I’d like to recommend the diary comic Project Karen by Karen Ellis. She sometimes delivers the funny, sometimes the poignant, and sometimes just the slice of life. Particularly interesting are strips from the last few months as she has been adjusting to life with diabetes.

That said, it would be a pity if her comic becomes known as “the one by that girl with diabetes”. There’s more to it than that.

Another wonderfully pointless article by Anne.

Thanks Anne!

Dear Internet,

Please learn some manners.


Another great female-centric and -authored comic is Girls With Slingshots.

I have no problem identifying with the “f” word, but I think that’s something that takes some adjustment to. However, at the same time, I think that sometimes women have to build up respect as geeks and dorks. In that line, I’ve been reading this blog:

Enjoy. :D

Another good one is Normal Life.

No Stereotypes definitely comes to mind immediately, and some other good ones off the top of my head… Candi, Intershadows, The Green Avenger.

Don’t forget Templar, Arizona.

I think you might want to distinguish between comics created by a woman and comics that are specifically influenced by gender awareness. The latter is a genre; the former merely requires a different set of undergarments. I’ll dig my teeth into Templar, Arizona any old day of the week but this is because it’s good, not because it’s written by a woman.

Thanks, folks, for the suggestions–much appreciated! Of the ones above, I’d read about the Pink Raygun blog but hadn’t looked yet, and someone did recommend Girls with Slingshots in passing, but all the others are totally new to me (I especially liked Normal Life and had never heard of it before, so that was particularly cool).

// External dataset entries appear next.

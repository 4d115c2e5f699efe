use super::init_logger;
use crate::{BuilderConfig, QueryBuilder};

const DOMAIN: &str = "https://www.google.com?";

#[test]
fn test_build_without_campaign() {
    init_logger();
    let result = QueryBuilder::default().build(
        DOMAIN,
        params! {
            "bundle" => "com.dev.test",
            "af_userid" => "123456789",
        },
    );

    assert_eq!(
        result,
        "https://www.google.com?af_userid=123456789&bundle=com.dev.test&notId=null&sub10=firstOpen"
    );
    assert_eq!(result.split('&').count(), 4);
}

#[test]
fn test_build_with_campaign_pair() {
    init_logger();
    let result = QueryBuilder::default().build(
        DOMAIN,
        params! {
            "bundle" => "com.dev.test",
            "af_userid" => "123456789",
            "campaign_1" => "myapp://test1_push_test2_test3_test4_test5_test6_test7_test8_test9_test10_test11",
            "campaign_2" => "a_b_c",
            "campaign_id" => "CAMPAIGN_ID 1",
        },
    );

    assert!(result.starts_with(DOMAIN));
    assert!(result.contains("bundle=com.dev.test"));
    assert!(result.contains("af_userid=123456789"));
    assert!(result.contains("notId=null"));
    assert!(result.contains("sub10=firstOpen"));
    assert!(result.contains(
        "campaign=myapp%3A%2F%2Ftest1_push_test2_test3_test4_test5_test6_test7_test8_test9_test10_test11"
    ));
    assert!(result.contains("push=push"));
    assert!(result.contains("sub1=test1"));
    assert!(result.contains("sub2=test2"));
    assert!(result.contains("sub11=test11"));
    assert!(result.contains("campaign_id=CAMPAIGN_ID%201"));
    assert!(!result.contains("campaign_1="));
    assert!(!result.contains("campaign_2="));
    assert!(!result.contains("sub10=test10"));
    assert!(!result.ends_with('&'));
    assert!(!result.contains(' '));
}

#[test]
fn test_build_with_placeholder_campaign() {
    init_logger();
    let result = QueryBuilder::default().build(
        DOMAIN,
        params! {
            "bundle" => "com.dev.test",
            "af_userid" => "123456789",
            "campaign" => "null",
            "campaign_id" => "CAMPAIGN_ID 1",
        },
    );

    assert!(result.contains("campaign=null"));
    assert!(result.contains("push=null"));
    assert!(result.contains("sub1=null"));
    assert!(result.contains("sub4=&"));
    assert!(result.contains("sub5=&"));
    assert!(result.contains("campaign_id=CAMPAIGN_ID%201"));
    assert!(!result.contains("sub11="));
    assert!(!result.ends_with('&'));
    assert!(!result.contains(' '));
}

#[test]
fn test_build_output_is_ordered_by_key() {
    let result = QueryBuilder::default().build(
        "?",
        params! {
            "campaign" => "a_b",
            "Z" => "upper",
        },
    );

    assert_eq!(
        result,
        "?Z=upper&campaign=a_b&notId=null&push=b&sub1=a&sub10=firstOpen\
         &sub2=&sub3=&sub4=&sub5=&sub6=&sub7=&sub8=&sub9="
    );
}

#[test]
fn test_get_value() {
    let data = "https://www.google.com?bundle=com.a.b&push=test&sub1=tt";
    assert_eq!(QueryBuilder::default().get_param_value(data, "push"), "test");
}

#[test]
fn test_replace_value() {
    let data = "https://www.google.com?bundle=com.a.b&push=test&sub1=tt&notId=null";
    let result = QueryBuilder::default().replace_param_value(data, "notId", "a123b");

    assert_eq!(
        result,
        "https://www.google.com?bundle=com.a.b&notId=a123b&push=test&sub1=tt"
    );
}

#[test]
fn test_replace_value_legacy_keys() {
    let config: BuilderConfig = "[query]\nlegacy_replace_keys = true".parse().unwrap();
    let builder = QueryBuilder::new(config);
    let data = "https://www.google.com?bundle=com.a.b&push=test&sub1=tt&notId=null";
    let result = builder.replace_param_value(data, "notId", "a123b");

    assert_eq!(
        result,
        "https://www.google.com?notId=a123b&otId==null&ub1==tt&undle==com.a.b&ush==test"
    );
    assert!(!result.contains("notId=null"));
}

#[test]
fn test_replace_then_get() {
    let builder = QueryBuilder::default();
    let query = builder.build(DOMAIN, params! { "campaign" => "myapp://x_1" });
    let query = builder.replace_param_value(&query, "push", "0");

    assert_eq!(builder.get_param_value(&query, "push"), "0");
    assert_eq!(builder.get_param_value(&query, "sub1"), "x");
    assert_eq!(builder.get_param_value(&query, "campaign"), "myapp%3A%2F%2Fx_1");
}
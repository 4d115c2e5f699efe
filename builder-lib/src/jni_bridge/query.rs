//! Entry points for `com.kotlinenjoer.builder.Builder`
//!
//! Each call copies its arguments out of the JVM, runs the pure builder code
//! and hands back a new Java string. A failure while marshalling is logged
//! and answered with `null`.

use super::convert::{read_map, read_string, to_jstring};
use super::types::{builder, init_logger, install};
use crate::error::Result;
use crate::types::BuilderConfig;
use jni::objects::{JObject, JString};
use jni::sys::{jboolean, jstring, JNI_FALSE, JNI_TRUE};
use jni::JNIEnv;
use log::{debug, error, info, warn};
use std::ptr;

/// Turn an operation result into a Java string, or `null` on error
fn respond(env: &mut JNIEnv, operation: &str, result: Result<String>) -> jstring {
    match result {
        Ok(value) => to_jstring(env, &value),
        Err(e) => {
            error!("{}: {}", operation, e);
            ptr::null_mut()
        }
    }
}

/// JNI: Build a query string
///
/// `external fun buildQuery(domain: String, params: Map<String, String>): String`
#[no_mangle]
pub extern "C" fn Java_com_kotlinenjoer_builder_Builder_buildQuery(
    mut env: JNIEnv,
    _this: JObject,
    domain: JString,
    params: JObject,
) -> jstring {
    init_logger();

    let result = (|| -> Result<String> {
        let params = read_map(&mut env, &params)?;
        let domain = read_string(&mut env, &domain)?;
        debug!("buildQuery: {} params", params.len());
        Ok(builder().build(&domain, params))
    })();

    respond(&mut env, "buildQuery", result)
}

/// JNI: Set one parameter in a query string
///
/// `external fun replaceParamValue(query: String, paramName: String, paramValue: String): String`
#[no_mangle]
pub extern "C" fn Java_com_kotlinenjoer_builder_Builder_replaceParamValue(
    mut env: JNIEnv,
    _this: JObject,
    query: JString,
    param_name: JString,
    param_value: JString,
) -> jstring {
    init_logger();

    let result = (|| -> Result<String> {
        let query = read_string(&mut env, &query)?;
        let name = read_string(&mut env, &param_name)?;
        let value = read_string(&mut env, &param_value)?;
        Ok(builder().replace_param_value(&query, &name, &value))
    })();

    respond(&mut env, "replaceParamValue", result)
}

/// JNI: Read one parameter from a query string, empty if absent
///
/// `external fun getParamValue(query: String, paramName: String): String`
#[no_mangle]
pub extern "C" fn Java_com_kotlinenjoer_builder_Builder_getParamValue(
    mut env: JNIEnv,
    _this: JObject,
    query: JString,
    param_name: JString,
) -> jstring {
    init_logger();

    let result = (|| -> Result<String> {
        let query = read_string(&mut env, &query)?;
        let name = read_string(&mut env, &param_name)?;
        Ok(builder().get_param_value(&query, &name))
    })();

    respond(&mut env, "getParamValue", result)
}

/// JNI: Install a TOML config for all later calls
///
/// `external fun configure(config: String): Boolean`
///
/// Returns false if the config does not parse, or if a config is already in
/// place (including the default one picked up by an earlier call).
#[no_mangle]
pub extern "C" fn Java_com_kotlinenjoer_builder_Builder_configure(
    mut env: JNIEnv,
    _this: JObject,
    config: JString,
) -> jboolean {
    init_logger();

    let parsed = read_string(&mut env, &config).and_then(|s| s.parse::<BuilderConfig>());
    let config = match parsed {
        Ok(config) => config,
        Err(e) => {
            error!("Failed to load config: {}", e);
            return JNI_FALSE;
        }
    };

    if !install(config) {
        warn!("Builder already configured, ignoring new config");
        return JNI_FALSE;
    }

    info!("Builder configured");
    JNI_TRUE
}
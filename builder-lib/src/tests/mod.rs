/// Build a [`ParameterMap`](crate::ParameterMap) from `key => value` pairs.
macro_rules! params {
    ($($key:expr => $value:expr),* $(,)?) => {{
        #[allow(unused_mut)]
        let mut params = $crate::types::ParameterMap::new();
        $(params.insert($key.to_string(), $value.to_string());)*
        params
    }};
}

mod builder;

pub(crate) fn init_logger() {
    let _ = env_logger::builder().is_test(true).try_init();
}
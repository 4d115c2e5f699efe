//! Java to Rust conversions
//!
//! `JavaStr` guards release the JVM string buffer when dropped, so every
//! exit path out of these helpers gives the buffer back.

use crate::error::Result;
use crate::types::ParameterMap;
use jni::objects::{JObject, JString};
use jni::sys::jstring;
use jni::JNIEnv;
use log::error;
use std::ptr;

/// Copy a Java string, `null` reads as empty
pub fn read_string(env: &mut JNIEnv, value: &JString) -> Result<String> {
    if value.is_null() {
        return Ok(String::new());
    }
    let value = env.get_string(value)?;
    Ok(value.into())
}

/// Copy a `java.util.Map<String, String>`, `null` reads as empty
pub fn read_map(env: &mut JNIEnv, map: &JObject) -> Result<ParameterMap> {
    let mut params = ParameterMap::new();
    if map.is_null() {
        return Ok(params);
    }

    let map = env.get_map(map)?;
    let mut entries = map.iter(env)?;
    while let Some((key, value)) = entries.next(env)? {
        let key = JString::from(key);
        let value = JString::from(value);
        params.insert(read_string(env, &key)?, read_string(env, &value)?);
        env.delete_local_ref(key)?;
        env.delete_local_ref(value)?;
    }
    Ok(params)
}

/// Hand a Rust string back to Java, `null` if the JVM cannot allocate it
pub fn to_jstring(env: &mut JNIEnv, value: &str) -> jstring {
    match env.new_string(value) {
        Ok(s) => s.into_raw(),
        Err(e) => {
            error!("Failed to create JString: {}", e);
            ptr::null_mut()
        }
    }
}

As for the part about distinguishing between comics created by a woman and comics that are specifically influenced by gender awareness, I don’t think that gender awareness, per se, is a gender specific trait. I don’t think all comics by women are going to be automatically gender-savvy, and I also don’t think all comics by men are going to default into the (heterocentric?)stereotypes about gender and arrested adolescent development and so forth. (And what about folks who don’t identify with either of these two categories?) But given the history of women in comics (and in webcomics perhaps as well), I’m more interested in finding and reading what work is out there by women–and that’s what I went looking for, specifically, for this piece. I mostly wanted to see what turned up when I narrowed the field or did a Google search for “feminist webcomic.” I didn’t find quite as many as I’d expected. So, again–thanks for the recommendations; I’m enjoying the reading!

What about Jennie Breedons’ The Devils Panties (not demonic porn) and I’d second Girls with Slingshots as a neat female oriented strip.
And anything by Leanne Franson too – actually I could keep going name dropping women in webcomics who write good characters, so I really don’t think there is as much a shortage as seems to be suggested by the article.